Segundo a companhia, trata-se de um valor recorde para esta linha do balanço, principalmente devido aos maiores preços realizados e aos volumes de venda de minério de ferro e pelotas.
Por outro lado, pesaram negativamente alguns custos e despesas vinculados ao preço do minério de ferro, como compras de terceiros e royalties, elevados custos de frete e maiores custos de manutenção e serviços, diz a Vale.
A alta dos preços no mercado internacional no segundo trimestre beneficiou sobretudo o negócio de Minerais Ferrosos. Os preços de finos de minério de ferro e pelotas subiram, respectivamente, 18% e 32% no período; já os volumes de venda cresceram, respectivamente 13% e 22%. Com isso, o Ebitda do segmento totalizou US$ 10,7 bilhões.
O preço de referência do minério de ferro no segundo trimestre, de US$ 200, foi bem superior ao valor do primeiro trimestre (US$ 167) e ao do segundo trimestre de 2020 (US$ 93).
Já o segmento de Metais Básicos teve um Ebitda de US$ 866 milhões no período, US$ 145 milhões abaixo do primeiro trimestre.
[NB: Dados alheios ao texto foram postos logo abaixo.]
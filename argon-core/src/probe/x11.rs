//! X11 screen enumeration for the x11grab demuxer

use std::collections::{BTreeSet, HashMap};

use ffmpeg_next::codec;
use ffmpeg_next::format::Pixel;
use tracing::{debug, warn};
use x11rb::connection::Connection;
use x11rb::protocol::xproto::ImageOrder;

use crate::types::{Dim, FrameSpec, VideoFormatExt, VideoSourceKind, VideoSourceProps};

const SCREEN_FRAMERATE: u32 = 30;

/// Map an advertised pixmap format to the pixel format x11grab delivers
fn pixmap_pixfmt(depth: u8, bpp: u8, order: ImageOrder) -> Pixel {
    let le = order == ImageOrder::LSB_FIRST;
    match (depth, bpp) {
        (32, 32) => {
            if le {
                Pixel::BGRA
            } else {
                Pixel::ARGB
            }
        }
        (24, 32) => {
            if le {
                Pixel::BGRZ
            } else {
                Pixel::ZRGB
            }
        }
        (24, 24) => {
            if le {
                Pixel::BGR24
            } else {
                Pixel::RGB24
            }
        }
        (16, 16) => {
            if le {
                Pixel::RGB565LE
            } else {
                Pixel::RGB565BE
            }
        }
        (15, 16) => {
            if le {
                Pixel::RGB555LE
            } else {
                Pixel::RGB555BE
            }
        }
        (8, 8) => Pixel::PAL8,
        _ => Pixel::None,
    }
}

/// One source per screen; each advertised pixmap format that maps to an
/// FFmpeg pixel format contributes a capability entry.
pub(crate) fn detect_x11_sources() -> HashMap<String, VideoSourceProps> {
    debug!("x11 source detection started");

    let mut map = HashMap::new();

    let Ok(display) = std::env::var("DISPLAY") else {
        debug!("no DISPLAY, skipping x11 sources");
        return map;
    };

    let (conn, _) = match x11rb::connect(None) {
        Ok(c) => c,
        Err(e) => {
            warn!("x11 connect failed: {e}");
            return map;
        }
    };

    let setup = conn.setup();
    let order = setup.image_byte_order;

    let pixfmts: Vec<Pixel> = setup
        .pixmap_formats
        .iter()
        .map(|f| pixmap_pixfmt(f.depth, f.bits_per_pixel, order))
        .filter(|p| *p != Pixel::None)
        .collect();

    debug!("x11 screen count: {}", setup.roots.len());

    for (i, screen) in setup.roots.iter().enumerate() {
        let spec = FrameSpec {
            dim: Dim::new(
                u32::from(screen.width_in_pixels),
                u32::from(screen.height_in_pixels),
            ),
            framerates: BTreeSet::from([SCREEN_FRAMERATE]),
        };

        let formats: Vec<_> = pixfmts
            .iter()
            .map(|&pixfmt| VideoFormatExt {
                codec: codec::Id::RAWVIDEO,
                pixfmt,
                frame_specs: vec![spec.clone()],
            })
            .collect();

        if formats.is_empty() {
            continue;
        }

        let props = VideoSourceProps {
            kind: VideoSourceKind::ScreenX11,
            name: format!("screen-{}", i + 1),
            friendly_name: format!("Screen {} capture", i + 1),
            dev: format!("{}.{}", display, i),
            orientation: spec.dim.orientation(),
            formats,
            ..Default::default()
        };

        debug!("x11 source found: {} ({})", props.name, props.dev);
        map.insert(props.name.clone(), props);
    }

    debug!("x11 source detection completed");
    map
}

#[cfg(test)]
mod tests {
    use super::*;

    #[test]
    fn test_pixmap_mapping() {
        assert_eq!(pixmap_pixfmt(24, 32, ImageOrder::LSB_FIRST), Pixel::BGRZ);
        assert_eq!(pixmap_pixfmt(24, 32, ImageOrder::MSB_FIRST), Pixel::ZRGB);
        assert_eq!(pixmap_pixfmt(32, 32, ImageOrder::LSB_FIRST), Pixel::BGRA);
        assert_eq!(pixmap_pixfmt(12, 16, ImageOrder::LSB_FIRST), Pixel::None);
    }
}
A greve em Sudbury teve impacto negativo no negócio de Níquel, mas as vendas de cobre viram crescimento no trimestre.
O maior Ebitda proforma e os melhores resultados financeiros, com o Real mais forte nos hedges cambiais e de juros e o efeito da marcação a mercado das debêntures participativas no primeiro trimestre, beneficiaram a última linha do balanço.
No entanto, o lucro líquido também sofreu impacto negativo dos encargos do impairment (registro contábil de deterioração de ativos) de ativos do Negócio de Carvão e resultados menores de participações, devido à provisão adicional relacionada à Fundação Renova, destinada à reparação dos danos do rompimento da barragem de Fundão, em Mariana (MG).
O investimento total da Vale no segundo trimestre foi de US$ 1,1 bilhão, US$ 130 milhões acima do primeiro trimestre. Houve uma geração de US$ 6,5 bilhões de fluxo de caixa livre operacional, US$ 680 milhões a mais que no primeiro trimestre.
A dívida bruta da companhia totalizava US$ 12,2 bilhões no final do trimestre, em linha com o primeiro trimestre, e a dívida líquida totalizava US$ 738 milhões negativos no mesmo período. A dívida líquida expandida terminou o trimestre em US$ 11,4 bilhões.